### INSTRUCTIONS FOR THE TASK
The records that follow must be reproduced in full, exactly as written.

[Data entries]
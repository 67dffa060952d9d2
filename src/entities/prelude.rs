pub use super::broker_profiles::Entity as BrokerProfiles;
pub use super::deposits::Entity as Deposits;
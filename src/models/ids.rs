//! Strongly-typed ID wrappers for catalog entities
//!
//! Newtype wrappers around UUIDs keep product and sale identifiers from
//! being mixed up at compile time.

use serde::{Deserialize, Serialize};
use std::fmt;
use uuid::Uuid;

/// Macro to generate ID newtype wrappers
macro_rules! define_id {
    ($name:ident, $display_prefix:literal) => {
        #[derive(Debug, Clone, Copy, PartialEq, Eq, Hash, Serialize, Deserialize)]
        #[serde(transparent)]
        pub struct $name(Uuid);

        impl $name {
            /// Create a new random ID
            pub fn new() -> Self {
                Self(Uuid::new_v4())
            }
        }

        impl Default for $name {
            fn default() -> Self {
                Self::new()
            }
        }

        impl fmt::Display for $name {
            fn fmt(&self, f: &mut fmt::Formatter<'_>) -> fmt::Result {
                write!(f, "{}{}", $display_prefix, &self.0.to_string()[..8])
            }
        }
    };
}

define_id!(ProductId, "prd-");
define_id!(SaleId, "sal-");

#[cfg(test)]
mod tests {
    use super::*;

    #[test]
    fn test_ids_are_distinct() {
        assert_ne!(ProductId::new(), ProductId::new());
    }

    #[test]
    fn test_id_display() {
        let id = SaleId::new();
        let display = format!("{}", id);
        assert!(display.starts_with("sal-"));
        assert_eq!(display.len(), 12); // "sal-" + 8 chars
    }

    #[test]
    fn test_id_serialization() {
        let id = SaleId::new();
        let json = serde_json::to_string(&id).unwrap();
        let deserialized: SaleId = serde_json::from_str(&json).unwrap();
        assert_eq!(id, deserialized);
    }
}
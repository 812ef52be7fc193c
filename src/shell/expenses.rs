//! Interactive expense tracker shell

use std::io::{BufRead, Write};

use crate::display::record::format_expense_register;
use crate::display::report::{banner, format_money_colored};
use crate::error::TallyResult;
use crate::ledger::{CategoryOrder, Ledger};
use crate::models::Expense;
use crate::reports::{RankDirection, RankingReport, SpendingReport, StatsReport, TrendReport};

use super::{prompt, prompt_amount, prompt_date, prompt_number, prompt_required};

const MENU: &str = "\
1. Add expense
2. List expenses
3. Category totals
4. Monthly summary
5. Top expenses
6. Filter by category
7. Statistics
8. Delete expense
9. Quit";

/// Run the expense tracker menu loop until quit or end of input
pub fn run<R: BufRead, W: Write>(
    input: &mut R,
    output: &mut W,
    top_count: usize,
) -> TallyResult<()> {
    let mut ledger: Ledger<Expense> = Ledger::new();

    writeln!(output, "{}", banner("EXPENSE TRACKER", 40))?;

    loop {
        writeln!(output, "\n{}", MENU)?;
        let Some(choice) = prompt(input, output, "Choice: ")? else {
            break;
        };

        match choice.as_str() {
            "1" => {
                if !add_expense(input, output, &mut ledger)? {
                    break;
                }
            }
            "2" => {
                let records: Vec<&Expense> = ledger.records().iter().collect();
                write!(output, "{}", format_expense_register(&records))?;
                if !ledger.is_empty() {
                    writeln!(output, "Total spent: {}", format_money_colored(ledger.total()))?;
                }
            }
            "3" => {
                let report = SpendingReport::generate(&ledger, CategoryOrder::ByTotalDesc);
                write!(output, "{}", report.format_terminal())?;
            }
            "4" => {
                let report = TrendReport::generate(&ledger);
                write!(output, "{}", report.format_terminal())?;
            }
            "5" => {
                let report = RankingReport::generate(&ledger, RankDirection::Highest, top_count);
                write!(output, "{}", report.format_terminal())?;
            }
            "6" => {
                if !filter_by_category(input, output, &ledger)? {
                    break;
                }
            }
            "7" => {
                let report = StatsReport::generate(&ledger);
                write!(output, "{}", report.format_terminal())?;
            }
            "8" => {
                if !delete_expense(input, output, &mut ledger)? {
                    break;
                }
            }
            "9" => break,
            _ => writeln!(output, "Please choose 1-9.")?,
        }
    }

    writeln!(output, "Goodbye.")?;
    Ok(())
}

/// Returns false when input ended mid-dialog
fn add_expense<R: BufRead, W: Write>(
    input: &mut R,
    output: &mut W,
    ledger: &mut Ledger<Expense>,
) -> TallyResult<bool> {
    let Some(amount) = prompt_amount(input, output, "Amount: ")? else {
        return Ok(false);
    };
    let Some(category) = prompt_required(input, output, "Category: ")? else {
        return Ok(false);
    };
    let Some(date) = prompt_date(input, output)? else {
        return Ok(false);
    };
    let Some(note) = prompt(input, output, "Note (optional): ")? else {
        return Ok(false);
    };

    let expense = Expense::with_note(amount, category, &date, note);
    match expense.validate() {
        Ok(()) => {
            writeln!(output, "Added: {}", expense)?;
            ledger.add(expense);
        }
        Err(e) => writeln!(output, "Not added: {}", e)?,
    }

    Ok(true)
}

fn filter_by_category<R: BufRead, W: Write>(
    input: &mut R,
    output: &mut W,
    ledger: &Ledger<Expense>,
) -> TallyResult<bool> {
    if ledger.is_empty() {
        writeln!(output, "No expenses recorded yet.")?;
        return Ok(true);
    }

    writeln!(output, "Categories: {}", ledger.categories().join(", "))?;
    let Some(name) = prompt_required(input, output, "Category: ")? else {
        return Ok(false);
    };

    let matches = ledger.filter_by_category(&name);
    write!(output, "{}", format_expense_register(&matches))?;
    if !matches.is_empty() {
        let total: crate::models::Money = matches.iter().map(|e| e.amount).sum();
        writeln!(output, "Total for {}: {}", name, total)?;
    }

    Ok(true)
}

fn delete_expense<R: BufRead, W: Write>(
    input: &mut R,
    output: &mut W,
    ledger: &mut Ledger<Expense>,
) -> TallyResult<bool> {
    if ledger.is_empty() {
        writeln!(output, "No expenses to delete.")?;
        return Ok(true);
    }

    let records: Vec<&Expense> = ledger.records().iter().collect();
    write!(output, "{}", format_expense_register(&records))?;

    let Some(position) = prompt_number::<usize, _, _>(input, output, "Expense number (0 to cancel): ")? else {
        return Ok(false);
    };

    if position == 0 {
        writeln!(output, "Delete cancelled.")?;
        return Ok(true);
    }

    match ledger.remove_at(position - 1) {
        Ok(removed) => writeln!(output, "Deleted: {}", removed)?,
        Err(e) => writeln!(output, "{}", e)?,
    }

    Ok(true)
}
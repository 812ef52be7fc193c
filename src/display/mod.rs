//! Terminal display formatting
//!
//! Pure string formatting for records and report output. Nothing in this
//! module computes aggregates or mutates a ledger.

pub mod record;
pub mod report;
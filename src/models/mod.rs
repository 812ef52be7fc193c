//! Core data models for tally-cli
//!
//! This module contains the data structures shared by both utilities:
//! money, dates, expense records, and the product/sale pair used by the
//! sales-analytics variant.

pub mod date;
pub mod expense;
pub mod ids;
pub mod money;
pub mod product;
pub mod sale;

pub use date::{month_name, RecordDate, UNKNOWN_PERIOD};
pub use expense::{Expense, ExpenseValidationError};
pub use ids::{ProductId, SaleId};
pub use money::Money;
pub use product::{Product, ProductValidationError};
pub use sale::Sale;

### SOLUTION TO THIS TASK
repository 67dffa060952d9d2
filename src/entities/prelude.rs
pub use super::broker_profiles::Entity as BrokerProfiles;
pub use super::deposits::Entity as Deposits;
filename src/models/ids.rs
//! Strongly-typed ID wrappers for catalog entities
//!
//! Newtype wrappers around UUIDs keep product and sale identifiers from
//! being mixed up at compile time.

use serde::{Deserialize, Serialize};
use std::fmt;
use uuid::Uuid;

/// Macro to generate ID newtype wrappers
macro_rules! define_id {
    ($name:ident, $display_prefix:literal) => {
        #[derive(Debug, Clone, Copy, PartialEq, Eq, Hash, Serialize, Deserialize)]
        #[serde(transparent)]
        pub struct $name(Uuid);

        impl $name {
            /// Create a new random ID
            pub fn new() -> Self {
                Self(Uuid::new_v4())
            }
        }

        impl Default for $name {
            fn default() -> Self {
                Self::new()
            }
        }

        impl fmt::Display for $name {
            fn fmt(&self, f: &mut fmt::Formatter<'_>) -> fmt::Result {
                write!(f, "{}{}", $display_prefix, &self.0.to_string()[..8])
            }
        }
    };
}

define_id!(ProductId, "prd-");
define_id!(SaleId, "sal-");

#[cfg(test)]
mod tests {
    use super::*;

    #[test]
    fn test_ids_are_distinct() {
        assert_ne!(ProductId::new(), ProductId::new());
    }

    #[test]
    fn test_id_display() {
        let id = SaleId::new();
        let display = format!("{}", id);
        assert!(display.starts_with("sal-"));
        assert_eq!(display.len(), 12); // "sal-" + 8 chars
    }

    #[test]
    fn test_id_serialization() {
        let id = SaleId::new();
        let json = serde_json::to_string(&id).unwrap();
        let deserialized: SaleId = serde_json::from_str(&json).unwrap();
        assert_eq!(id, deserialized);
    }
}
repository 812ef52be7fc193c
filename src/shell/expenses.rs
//! Interactive expense tracker shell

use std::io::{BufRead, Write};

use crate::display::record::format_expense_register;
use crate::display::report::{banner, format_money_colored};
use crate::error::TallyResult;
use crate::ledger::{CategoryOrder, Ledger};
use crate::models::Expense;
use crate::reports::{RankDirection, RankingReport, SpendingReport, StatsReport, TrendReport};

use super::{prompt, prompt_amount, prompt_date, prompt_number, prompt_required};

const MENU: &str = "\
1. Add expense
2. List expenses
3. Category totals
4. Monthly summary
5. Top expenses
6. Filter by category
7. Statistics
8. Delete expense
9. Quit";

/// Run the expense tracker menu loop until quit or end of input
pub fn run<R: BufRead, W: Write>(
    input: &mut R,
    output: &mut W,
    top_count: usize,
) -> TallyResult<()> {
    let mut ledger: Ledger<Expense> = Ledger::new();

    writeln!(output, "{}", banner("EXPENSE TRACKER", 40))?;

    loop {
        writeln!(output, "\n{}", MENU)?;
        let Some(choice) = prompt(input, output, "Choice: ")? else {
            break;
        };

        match choice.as_str() {
            "1" => {
                if !add_expense(input, output, &mut ledger)? {
                    break;
                }
            }
            "2" => {
                let records: Vec<&Expense> = ledger.records().iter().collect();
                write!(output, "{}", format_expense_register(&records))?;
                if !ledger.is_empty() {
                    writeln!(output, "Total spent: {}", format_money_colored(ledger.total()))?;
                }
            }
            "3" => {
                let report = SpendingReport::generate(&ledger, CategoryOrder::ByTotalDesc);
                write!(output, "{}", report.format_terminal())?;
            }
            "4" => {
                let report = TrendReport::generate(&ledger);
                write!(output, "{}", report.format_terminal())?;
            }
            "5" => {
                let report = RankingReport::generate(&ledger, RankDirection::Highest, top_count);
                write!(output, "{}", report.format_terminal())?;
            }
            "6" => {
                if !filter_by_category(input, output, &ledger)? {
                    break;
                }
            }
            "7" => {
                let report = StatsReport::generate(&ledger);
                write!(output, "{}", report.format_terminal())?;
            }
            "8" => {
                if !delete_expense(input, output, &mut ledger)? {
                    break;
                }
            }
            "9" => break,
            _ => writeln!(output, "Please choose 1-9.")?,
        }
    }

    writeln!(output, "Goodbye.")?;
    Ok(())
}

/// Returns false when input ended mid-dialog
fn add_expense<R: BufRead, W: Write>(
    input: &mut R,
    output: &mut W,
    ledger: &mut Ledger<Expense>,
) -> TallyResult<bool> {
    let Some(amount) = prompt_amount(input, output, "Amount: ")? else {
        return Ok(false);
    };
    let Some(category) = prompt_required(input, output, "Category: ")? else {
        return Ok(false);
    };
    let Some(date) = prompt_date(input, output)? else {
        return Ok(false);
    };
    let Some(note) = prompt(input, output, "Note (optional): ")? else {
        return Ok(false);
    };

    let expense = Expense::with_note(amount, category, &date, note);
    match expense.validate() {
        Ok(()) => {
            writeln!(output, "Added: {}", expense)?;
            ledger.add(expense);
        }
        Err(e) => writeln!(output, "Not added: {}", e)?,
    }

    Ok(true)
}

fn filter_by_category<R: BufRead, W: Write>(
    input: &mut R,
    output: &mut W,
    ledger: &Ledger<Expense>,
) -> TallyResult<bool> {
    if ledger.is_empty() {
        writeln!(output, "No expenses recorded yet.")?;
        return Ok(true);
    }

    writeln!(output, "Categories: {}", ledger.categories().join(", "))?;
    let Some(name) = prompt_required(input, output, "Category: ")? else {
        return Ok(false);
    };

    let matches = ledger.filter_by_category(&name);
    write!(output, "{}", format_expense_register(&matches))?;
    if !matches.is_empty() {
        let total: crate::models::Money = matches.iter().map(|e| e.amount).sum();
        writeln!(output, "Total for {}: {}", name, total)?;
    }

    Ok(true)
}

fn delete_expense<R: BufRead, W: Write>(
    input: &mut R,
    output: &mut W,
    ledger: &mut Ledger<Expense>,
) -> TallyResult<bool> {
    if ledger.is_empty() {
        writeln!(output, "No expenses to delete.")?;
        return Ok(true);
    }

    let records: Vec<&Expense> = ledger.records().iter().collect();
    write!(output, "{}", format_expense_register(&records))?;

    let Some(position) = prompt_number::<usize, _, _>(input, output, "Expense number (0 to cancel): ")? else {
        return Ok(false);
    };

    if position == 0 {
        writeln!(output, "Delete cancelled.")?;
        return Ok(true);
    }

    match ledger.remove_at(position - 1) {
        Ok(removed) => writeln!(output, "Deleted: {}", removed)?,
        Err(e) => writeln!(output, "{}", e)?,
    }

    Ok(true)
}
repository 812ef52be7fc193c
filename src/display/mod.rs
//! Terminal display formatting
//!
//! Pure string formatting for records and report output. Nothing in this
//! module computes aggregates or mutates a ledger.

pub mod record;
pub mod report;
filename src/models/mod.rs
repository 812ef52be7fc193c
//! Core data models for tally-cli
//!
//! This module contains the data structures shared by both utilities:
//! money, dates, expense records, and the product/sale pair used by the
//! sales-analytics variant.

pub mod date;
pub mod expense;
pub mod ids;
pub mod money;
pub mod product;
pub mod sale;

pub use date::{month_name, RecordDate, UNKNOWN_PERIOD};
pub use expense::{Expense, ExpenseValidationError};
pub use ids::{ProductId, SaleId};
pub use money::Money;
pub use product::{Product, ProductValidationError};
pub use sale::Sale;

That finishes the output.